My question for you is in terms of those patients you operated upon in cardiogenic shock, your survival rate is only 10%. If you would like to stimulate us to continue with such support or assist treatments, shouldn't we exclude those patients in cardiogenic shock as a candidate, because otherwise it is my opinion we will have a problem to justify it.
Dr Jurmann: Regarding these results, the numbers are still a little too small to do some meaningful detailed statistical analysis, like a multivariate analysis of associated risk factors. Related to your comment about the patients in severe cardiogenic shock, one clear message from these data is, however, that VAD implantation in older patients in severe cardiogenic shock might not be recommended in general. Such cases will have to be evaluated on an individual basis. On the other hand, I will have to remind you, that, by comparison, the expected survival of such patients is zero. So, the results from this series might be ambivalent: there is a higher than anticipated early mortality which was the consequence of our patient selection, advanced age and multimorbitidy, as demonstrated, and there were late complications with one of the VAD types chosen. But there are also rather stable survival rates in patients beyond 260 days of VAD support, clearly indicating that permanent VAD support is an option for such patients.
Dr A. Franco-Cereceda (Stockholm, Sweden): Have you seen any recovery of cardiac function in these patients leading to a possibility of explanting the devices, and if so, do you have any opinion on pulsatile or continuous flow pumps and how long they should be used, and particularly on what kind of dilated cardiomyopathies we should use them?
Dr Jurmann: I think in this age group, above 60 years, it is very unlikely to expect myocardial recovery from chronic heart failure, as most of those are so-called ischemic cardiomyopathies, which means end-stage coronary artery disease patients. Whenever we saw recovery happen, it was mostly in dilated cardiomyopathy, and it was in younger patients certainly. None of these patients really improved his cardiac function on the device. So if his ejection fraction was 10, it just remained 10. It is also not what we expect to happen in these patients basically.
Most of the recovery experience we had so far, though, was accumulated with pulsatile pumps, although it does not mean that it cannot occur with axial flow pumps, since we have one patient right now who seems to recover his heart on an axial flow pump and might be explanted next week.
Dr T. Wahlers (Jena, Germany): With regard to your indications applied one has to know, that in the Clinical Utility Baseline trial for the Lion Heart it is not allowed to include patients under emergency conditions. Don't we have to define a patient group as a surgical society in which we should not proceed with these types of implantations, in patients for example, being in the emergency state?
And as a second comment, I was a little bit surprised with regard to the REMATCH data that you haven't implanted the TCI HeartMate device, because, in my opinion, also in the long term, perhaps the results might be a little better as compared to the results presented by your group.
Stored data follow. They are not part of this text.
//! Encoder output channels
//!
//! A channel owns one encoder and one container stream. The producer fills
//! the frame returned by `next_frame()`, then `write_frame()` converts it to
//! the negotiated format, encodes it and hands the packets to the container.
//! `flush()` drains the encoder at end of stream.

mod audio;
mod video;

pub use audio::AudioOutput;
pub use video::VideoOutput;

use crate::codec::{self, Codec, CodecParameters, Encoder, Received};
use crate::container::ContainerWriter;
use crate::dictionary::Dictionary;
use crate::format::MediaType;
use crate::frame::{Frame, Packet};
use crate::time_stamp::{Rational, Seconds, TimeStamp};
use crate::{Error, Result};

/// Common interface of audio and video channels, used by the pacing driver
pub trait OutputChannel {
    /// Presentation time of the next frame
    fn time_stamp(&self) -> TimeStamp;

    /// Writable buffer for the next frame
    fn next_frame(&mut self) -> Result<&mut Frame>;

    /// Encode the buffer returned by `next_frame()`
    fn write_frame(&mut self, container: &mut ContainerWriter) -> Result<()>;

    /// Drain the encoder, returning the number of drain iterations
    fn flush(&mut self, container: &mut ContainerWriter) -> Result<usize>;
}

#[derive(Debug, Clone, Copy, PartialEq, Eq)]
enum State {
    Opened,
    Flushing,
    Flushed,
}

/// Encoder and stream shared by the audio and video channels
pub(crate) struct Output {
    codec: &'static Codec,
    encoder: Box<dyn Encoder>,
    stream_index: usize,
    /// Time base of frame and packet timestamps coming out of the encoder
    time_base: Rational,
    packet: Packet,
    state: State,
}

impl Output {
    /// The requested codec, or the container's default for `media_type`
    pub(crate) fn select_codec(
        container: &ContainerWriter,
        media_type: MediaType,
        requested: Option<&'static Codec>,
    ) -> Result<&'static Codec> {
        let codec = match requested {
            Some(codec) => codec,
            None => codec::find_encoder(container.format().default_codec(media_type)?)?,
        };

        if codec.media_type != media_type {
            return Err(Error::Configuration(format!(
                "Codec {} is not a {} encoder",
                codec.name, media_type
            )));
        }

        Ok(codec)
    }

    /// Open the encoder and publish its parameters on the stream
    pub(crate) fn open(
        container: &mut ContainerWriter,
        codec: &'static Codec,
        stream_index: usize,
        mut parameters: CodecParameters,
        codec_options: &mut Dictionary,
    ) -> Result<Self> {
        parameters.global_header = container.format().global_header();

        let encoder = codec.open(&parameters, codec_options)?;
        parameters.extradata = encoder.extradata();

        let time_base = parameters.time_base;
        container.set_codec_parameters(stream_index, parameters)?;

        Ok(Self {
            codec,
            encoder,
            stream_index,
            time_base,
            packet: Packet::default(),
            state: State::Opened,
        })
    }

    pub(crate) fn codec(&self) -> &'static Codec {
        self.codec
    }

    pub(crate) fn encoder(&self) -> &dyn Encoder {
        self.encoder.as_ref()
    }

    pub(crate) fn stream_index(&self) -> usize {
        self.stream_index
    }

    pub(crate) fn time_base(&self) -> Rational {
        self.time_base
    }

    /// Fails once flushing has started
    pub(crate) fn ensure_writable(&self) -> Result<()> {
        if self.state != State::Opened {
            return Err(Error::Codec(format!(
                "Cannot write frames to a {:?} {} encoder",
                self.state, self.codec.name
            )));
        }

        Ok(())
    }

    /// Encode one frame and send the resulting packets to the container
    pub(crate) fn write(&mut self, container: &mut ContainerWriter, frame: &Frame) -> Result<()> {
        self.ensure_writable()?;
        self.send(container, Some(frame))?;
        Ok(())
    }

    /// Send end of stream until the encoder has nothing left
    pub(crate) fn flush(&mut self, container: &mut ContainerWriter) -> Result<usize> {
        if self.state == State::Flushed {
            return Ok(0);
        }

        self.state = State::Flushing;
        let mut iterations = 0;
        loop {
            iterations += 1;
            if self.send(container, None)? {
                break;
            }
        }
        self.state = State::Flushed;

        tracing::debug!(codec = self.codec.name, iterations, "Encoder flushed");
        Ok(iterations)
    }

    /// Returns true once the encoder reports end of stream
    fn send(&mut self, container: &mut ContainerWriter, frame: Option<&Frame>) -> Result<bool> {
        self.encoder.send_frame(frame)?;

        loop {
            match self.encoder.receive_packet(&mut self.packet)? {
                Received::TryAgain => return Ok(false),
                Received::EndOfStream => return Ok(true),
                Received::Packet => {}
            }

            // The muxer may have changed the stream time base in the header
            let stream_time_base = container.stream(self.stream_index)?.time_base;
            self.packet.rescale_ts(self.time_base, stream_time_base);
            self.packet.stream_index = self.stream_index;

            let pts = TimeStamp::new(self.packet.pts, stream_time_base);
            tracing::trace!(
                codec = self.codec.name,
                stream = self.stream_index,
                pts = self.packet.pts,
                pts_time = %Seconds(&pts),
                dts = self.packet.dts,
                duration = self.packet.duration,
                "Encoded packet"
            );

            container.write_packet(&mut self.packet)?;
        }
    }
}
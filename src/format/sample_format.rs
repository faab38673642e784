//! Audio sample formats

use std::fmt;

/// Storage type and layout of audio samples
#[derive(Debug, Clone, Copy, PartialEq, Eq, Hash)]
pub enum SampleFormat {
    U8,
    S16,
    S32,
    S64,
    Flt,
    Dbl,
    U8p,
    S16p,
    S32p,
    S64p,
    Fltp,
    Dblp,
}

struct FormatInfo {
    name: &'static str,
    bytes: usize,
    planar: bool,
}

const fn info(format: SampleFormat) -> FormatInfo {
    use SampleFormat::*;

    let (name, bytes, planar) = match format {
        U8 => ("u8", 1, false),
        S16 => ("s16", 2, false),
        S32 => ("s32", 4, false),
        S64 => ("s64", 8, false),
        Flt => ("flt", 4, false),
        Dbl => ("dbl", 8, false),
        U8p => ("u8p", 1, true),
        S16p => ("s16p", 2, true),
        S32p => ("s32p", 4, true),
        S64p => ("s64p", 8, true),
        Fltp => ("fltp", 4, true),
        Dblp => ("dblp", 8, true),
    };

    FormatInfo {
        name,
        bytes,
        planar,
    }
}

impl SampleFormat {
    pub const fn name(self) -> &'static str {
        info(self).name
    }

    pub const fn bytes_per_sample(self) -> usize {
        info(self).bytes
    }

    /// Each channel occupies its own plane
    pub const fn is_planar(self) -> bool {
        info(self).planar
    }

    /// Stored as integers rather than floating point
    pub const fn is_integral(self) -> bool {
        !matches!(
            self,
            SampleFormat::Flt | SampleFormat::Fltp | SampleFormat::Dbl | SampleFormat::Dblp
        )
    }

    /// Interleaved counterpart with the same storage type
    pub const fn packed(self) -> SampleFormat {
        use SampleFormat::*;

        match self {
            U8 | U8p => U8,
            S16 | S16p => S16,
            S32 | S32p => S32,
            S64 | S64p => S64,
            Flt | Fltp => Flt,
            Dbl | Dblp => Dbl,
        }
    }

    /// Planar counterpart with the same storage type
    pub const fn planar(self) -> SampleFormat {
        use SampleFormat::*;

        match self {
            U8 | U8p => U8p,
            S16 | S16p => S16p,
            S32 | S32p => S32p,
            S64 | S64p => S64p,
            Flt | Fltp => Fltp,
            Dbl | Dblp => Dblp,
        }
    }

    /// Decode one sample from native-endian bytes into the unit range
    pub fn read_unit(self, bytes: &[u8]) -> f64 {
        match self.packed() {
            SampleFormat::U8 => u8::read_ne(bytes).to_unit(),
            SampleFormat::S16 => i16::read_ne(bytes).to_unit(),
            SampleFormat::S32 => i32::read_ne(bytes).to_unit(),
            SampleFormat::S64 => i64::read_ne(bytes).to_unit(),
            SampleFormat::Flt => f32::read_ne(bytes).to_unit(),
            _ => f64::read_ne(bytes).to_unit(),
        }
    }

    /// Encode one unit-range value as native-endian bytes
    pub fn write_unit(self, value: f64, out: &mut [u8]) {
        match self.packed() {
            SampleFormat::U8 => u8::scale(value).write_ne(out),
            SampleFormat::S16 => i16::scale(value).write_ne(out),
            SampleFormat::S32 => i32::scale(value).write_ne(out),
            SampleFormat::S64 => i64::scale(value).write_ne(out),
            SampleFormat::Flt => f32::scale(value).write_ne(out),
            _ => f64::scale(value).write_ne(out),
        }
    }
}

impl fmt::Display for SampleFormat {
    fn fmt(&self, f: &mut fmt::Formatter<'_>) -> fmt::Result {
        f.write_str(self.name())
    }
}

/// Rust storage type of an audio sample
pub trait Sample: Copy + Send + 'static {
    /// Interleaved format stored as `Self`
    const PACKED: SampleFormat;
    /// Planar format stored as `Self`
    const PLANAR: SampleFormat;

    /// Map a value in `[-1.0, 1.0]` to this type's range
    fn scale(value: f64) -> Self;

    /// Map this sample back to `[-1.0, 1.0]`
    fn to_unit(self) -> f64;

    fn read_ne(bytes: &[u8]) -> Self;

    fn write_ne(self, out: &mut [u8]);
}

macro_rules! signed_sample {
    ($type:ty, $packed:ident, $planar:ident) => {
        impl Sample for $type {
            const PACKED: SampleFormat = SampleFormat::$packed;
            const PLANAR: SampleFormat = SampleFormat::$planar;

            fn scale(value: f64) -> Self {
                (value.clamp(-1.0, 1.0) * <$type>::MAX as f64).round() as $type
            }

            fn to_unit(self) -> f64 {
                (self as f64 / <$type>::MAX as f64).max(-1.0)
            }

            fn read_ne(bytes: &[u8]) -> Self {
                let mut raw = [0u8; std::mem::size_of::<$type>()];
                raw.copy_from_slice(&bytes[..std::mem::size_of::<$type>()]);
                <$type>::from_ne_bytes(raw)
            }

            fn write_ne(self, out: &mut [u8]) {
                out[..std::mem::size_of::<$type>()].copy_from_slice(&self.to_ne_bytes());
            }
        }
    };
}

signed_sample!(i16, S16, S16p);
signed_sample!(i32, S32, S32p);
signed_sample!(i64, S64, S64p);

impl Sample for u8 {
    const PACKED: SampleFormat = SampleFormat::U8;
    const PLANAR: SampleFormat = SampleFormat::U8p;

    fn scale(value: f64) -> Self {
        (128.0 + (value.clamp(-1.0, 1.0) * 127.0).round()) as u8
    }

    fn to_unit(self) -> f64 {
        ((self as f64 - 128.0) / 127.0).max(-1.0)
    }

    fn read_ne(bytes: &[u8]) -> Self {
        bytes[0]
    }

    fn write_ne(self, out: &mut [u8]) {
        out[0] = self;
    }
}

macro_rules! float_sample {
    ($type:ty, $packed:ident, $planar:ident) => {
        impl Sample for $type {
            const PACKED: SampleFormat = SampleFormat::$packed;
            const PLANAR: SampleFormat = SampleFormat::$planar;

            fn scale(value: f64) -> Self {
                value as $type
            }

            fn to_unit(self) -> f64 {
                self as f64
            }

            fn read_ne(bytes: &[u8]) -> Self {
                let mut raw = [0u8; std::mem::size_of::<$type>()];
                raw.copy_from_slice(&bytes[..std::mem::size_of::<$type>()]);
                <$type>::from_ne_bytes(raw)
            }

            fn write_ne(self, out: &mut [u8]) {
                out[..std::mem::size_of::<$type>()].copy_from_slice(&self.to_ne_bytes());
            }
        }
    };
}

float_sample!(f32, Flt, Fltp);
float_sample!(f64, Dbl, Dblp);

#[cfg(test)]
mod tests {
    use super::*;

    const PACKED: [SampleFormat; 6] = [
        SampleFormat::U8,
        SampleFormat::S16,
        SampleFormat::S32,
        SampleFormat::S64,
        SampleFormat::Flt,
        SampleFormat::Dbl,
    ];

    const PLANAR: [SampleFormat; 6] = [
        SampleFormat::U8p,
        SampleFormat::S16p,
        SampleFormat::S32p,
        SampleFormat::S64p,
        SampleFormat::Fltp,
        SampleFormat::Dblp,
    ];

    #[test]
    fn test_non_planar_formats() {
        for format in PACKED {
            assert!(!format.is_planar(), "{} should be interleaved", format);
            assert_eq!(format.packed(), format);
        }
    }

    #[test]
    fn test_planar_formats() {
        for format in PLANAR {
            assert!(format.is_planar(), "{} should be planar", format);
            assert_eq!(format.planar(), format);
            assert_eq!(format.packed().planar(), format);
        }
    }

    #[test]
    fn test_storage_types() {
        assert_eq!(<i16 as Sample>::PLANAR, SampleFormat::S16p);
        assert_eq!(<f32 as Sample>::PACKED, SampleFormat::Flt);
        assert_eq!(SampleFormat::S16p.bytes_per_sample(), 2);
        assert_eq!(SampleFormat::Dbl.bytes_per_sample(), 8);
    }

    #[test]
    fn test_scale_integral_and_float() {
        assert_eq!(i16::scale(1.0), i16::MAX);
        assert_eq!(i16::scale(0.0), 0);
        assert_eq!(i16::scale(-2.0), -i16::MAX);
        assert_eq!(u8::scale(0.0), 128);
        assert_eq!(f32::scale(0.25), 0.25);
    }

    #[test]
    fn test_unit_conversion_through_bytes() {
        let mut bytes = [0u8; 8];
        for format in PACKED {
            format.write_unit(0.5, &mut bytes);
            let value = format.read_unit(&bytes);
            assert!((value - 0.5).abs() < 0.01, "{}: {}", format, value);
        }
    }
}
//! Uncompressed PCM audio encoders

use super::{Capabilities, Codec, CodecId, CodecParameters, Encoder, Received};
use crate::dictionary::Dictionary;
use crate::format::{MediaType, SampleFormat};
use crate::frame::{Frame, Packet};
use crate::{Error, Result};
use std::collections::VecDeque;

pub static PCM_S16LE: Codec = Codec {
    name: "pcm_s16le",
    long_name: "PCM signed 16-bit little-endian",
    id: CodecId::PcmS16le,
    media_type: MediaType::Audio,
    sample_formats: Some(&[SampleFormat::S16]),
    pixel_formats: None,
    supported_sample_rates: None,
    channel_layouts: None,
    capabilities: Capabilities {
        variable_frame_size: true,
        delay: false,
    },
    factory: PcmEncoder::create,
};

pub static PCM_S16BE: Codec = Codec {
    name: "pcm_s16be",
    long_name: "PCM signed 16-bit big-endian",
    id: CodecId::PcmS16be,
    media_type: MediaType::Audio,
    sample_formats: Some(&[SampleFormat::S16]),
    pixel_formats: None,
    supported_sample_rates: None,
    channel_layouts: None,
    capabilities: Capabilities {
        variable_frame_size: true,
        delay: false,
    },
    factory: PcmEncoder::create,
};

pub static PCM_F32LE: Codec = Codec {
    name: "pcm_f32le",
    long_name: "PCM 32-bit floating point little-endian",
    id: CodecId::PcmF32le,
    media_type: MediaType::Audio,
    sample_formats: Some(&[SampleFormat::Flt]),
    pixel_formats: None,
    supported_sample_rates: None,
    channel_layouts: None,
    capabilities: Capabilities {
        variable_frame_size: true,
        delay: false,
    },
    factory: PcmEncoder::create,
};

/// Writes interleaved samples with a fixed byte order, one packet per frame
pub struct PcmEncoder {
    sample_format: SampleFormat,
    channels: usize,
    big_endian: bool,
    queue: VecDeque<Packet>,
    draining: bool,
}

impl PcmEncoder {
    pub fn create(parameters: &CodecParameters, _options: &mut Dictionary) -> Result<Box<dyn Encoder>> {
        let audio = parameters
            .audio()
            .ok_or_else(|| Error::Codec("PCM encoder requires audio parameters".to_string()))?;

        let (sample_format, big_endian) = match parameters.codec_id {
            CodecId::PcmS16le => (SampleFormat::S16, false),
            CodecId::PcmS16be => (SampleFormat::S16, true),
            CodecId::PcmF32le => (SampleFormat::Flt, false),
            other => {
                return Err(Error::Codec(format!("{} is not a PCM codec", other)));
            }
        };

        if audio.sample_format != sample_format {
            return Err(Error::Configuration(format!(
                "{} expects {} samples, got {}",
                parameters.codec_id, sample_format, audio.sample_format
            )));
        }

        if audio.sample_rate == 0 {
            return Err(Error::Configuration("Sample rate must be positive".to_string()));
        }

        Ok(Box::new(Self {
            sample_format,
            channels: audio.channel_layout.channel_count(),
            big_endian,
            queue: VecDeque::new(),
            draining: false,
        }))
    }

    fn encode(&self, frame: &Frame) -> Result<Packet> {
        if frame.sample_format() != Some(self.sample_format)
            || frame.channel_layout().map(|layout| layout.channel_count()) != Some(self.channels)
        {
            return Err(Error::Codec(format!(
                "Frame does not match encoder format {} with {} channels",
                self.sample_format, self.channels
            )));
        }

        let bytes = self.sample_format.bytes_per_sample();
        let length = frame.nb_samples() * self.channels * bytes;
        let source = &frame.plane(0)[..length];

        let data = if self.big_endian == cfg!(target_endian = "big") {
            source.to_vec()
        } else {
            source
                .chunks_exact(bytes)
                .flat_map(|sample| sample.iter().rev().copied())
                .collect()
        };

        let pts = frame.pts().unwrap_or(0);

        Ok(Packet {
            data,
            pts,
            dts: pts,
            duration: frame.nb_samples() as i64,
            stream_index: 0,
            is_keyframe: true,
        })
    }
}

impl Encoder for PcmEncoder {
    fn send_frame(&mut self, frame: Option<&Frame>) -> Result<()> {
        match frame {
            Some(_) if self.draining => Err(Error::Codec(
                "Cannot send a frame to a draining encoder".to_string(),
            )),
            Some(frame) => {
                let packet = self.encode(frame)?;
                self.queue.push_back(packet);
                Ok(())
            }
            None => {
                self.draining = true;
                Ok(())
            }
        }
    }

    fn receive_packet(&mut self, packet: &mut Packet) -> Result<Received> {
        match self.queue.pop_front() {
            Some(next) => {
                *packet = next;
                Ok(Received::Packet)
            }
            None if self.draining => Ok(Received::EndOfStream),
            None => Ok(Received::TryAgain),
        }
    }
}
//! Synthetic signal sources

mod gradient;
mod sweep;

pub use gradient::{turbo, CircleGradient, CircleGradientColors};
pub use sweep::AudioSweep;

use crate::frame::Frame;
use crate::Result;

/// Fills successive frames with generated content
pub trait Generator {
    /// Write the next frame's worth of signal into `frame`
    fn fill_frame(&mut self, frame: &mut Frame) -> Result<()>;

    /// Start over from the first frame
    fn reset(&mut self);
}
//! Rising-pitch audio sweep

use super::Generator;
use crate::format::ChannelLayout;
use crate::frame::Frame;
use crate::{Error, Result};
use std::f64::consts::PI;

/// Peak level of integral samples, in 16-bit units
const INTEGRAL_LEVEL: f64 = 20000.0;

/// Sum of three harmonics whose pitch rises linearly from `start_hz` until it
/// reaches `stop_hz`. Every channel carries the same signal.
#[derive(Debug, Clone)]
pub struct AudioSweep {
    sample_rate: u32,
    channel_layout: ChannelLayout,
    start_hz: f64,
    stop_hz: f64,
    /// Phase of the next sample
    time: f64,
    /// Phase advance per sample
    sample_period: f64,
    sample_period_increment: f64,
    max_sample_period: f64,
}

impl AudioSweep {
    pub fn new(
        sample_rate: u32,
        channel_layout: ChannelLayout,
        start_hz: f64,
        increase_hz_per_second: f64,
        stop_hz: f64,
    ) -> Self {
        let rate = sample_rate as f64;

        Self {
            sample_rate,
            channel_layout,
            start_hz,
            stop_hz,
            time: 0.0,
            sample_period: 2.0 * PI * start_hz / rate,
            sample_period_increment: 2.0 * PI * increase_hz_per_second / (rate * rate),
            max_sample_period: 2.0 * PI * stop_hz / rate,
        }
    }

    pub fn start_hz(&self) -> f64 {
        self.start_hz
    }

    pub fn stop_hz(&self) -> f64 {
        self.stop_hz
    }

    /// Signal value at phase `time`, within [-1, 1]
    pub fn sample(time: f64) -> f64 {
        let value1 = time.sin();
        let value2 = (2.0 * time).sin() * 0.75;
        let value3 = (2.5 * time).sin() * 0.8;
        (value1 + value2 + value3) / 3.0
    }

    fn advance(&mut self) -> f64 {
        let value = Self::sample(self.time);
        self.time += self.sample_period;
        if self.sample_period < self.max_sample_period {
            self.sample_period += self.sample_period_increment;
        }
        value
    }
}

impl Generator for AudioSweep {
    fn fill_frame(&mut self, frame: &mut Frame) -> Result<()> {
        let format = frame
            .audio_format()
            .ok_or_else(|| Error::InvalidInput("Audio sweep needs an audio frame".to_string()))?;

        if format.channel_layout != self.channel_layout || format.sample_rate != self.sample_rate {
            return Err(Error::InvalidInput(format!(
                "Audio sweep generates {} at {} Hz, frame is {} at {} Hz",
                self.channel_layout, self.sample_rate, format.channel_layout, format.sample_rate
            )));
        }

        let sample_format = format.sample_format;
        let bytes = sample_format.bytes_per_sample();
        let channels = self.channel_layout.channel_count();
        // Integral formats sit at a fixed level below full scale
        let level = if sample_format.is_integral() {
            INTEGRAL_LEVEL / i16::MAX as f64
        } else {
            1.0
        };

        let nb_samples = frame.nb_samples();
        let mut planes = frame.planes_mut();

        for j in 0..nb_samples {
            let value = self.advance() * level;
            for c in 0..channels {
                let (plane, offset) = if sample_format.is_planar() {
                    (c, j * bytes)
                } else {
                    (0, (j * channels + c) * bytes)
                };
                sample_format.write_unit(value, &mut planes[plane][offset..offset + bytes]);
            }
        }

        Ok(())
    }

    fn reset(&mut self) {
        self.time = 0.0;
        self.sample_period = 2.0 * PI * self.start_hz / self.sample_rate as f64;
    }
}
Dr Jurmann: About cardiogenic shock, we had this as a comment from Dr Mohr, it is something which might be excluded from such trials if the patients are above 60 or 65 years. However, we didn't know this two years ago. We know this by now.
With regard to the choice of devices, all the devices, no matter if it is Novacor, if it is TCI, if it is a DeBakey VAD or something else, there has been some experience already, they have been implanted in a large number of cases, and many of those were for medium term to so-called long term support. The overall results of this series have been influenced, in part, by late device-related complications, as detailed previously. We would have had hoped that the DeBakey VAD would have improved our results, and we are unfortunate to tell that this has not happened.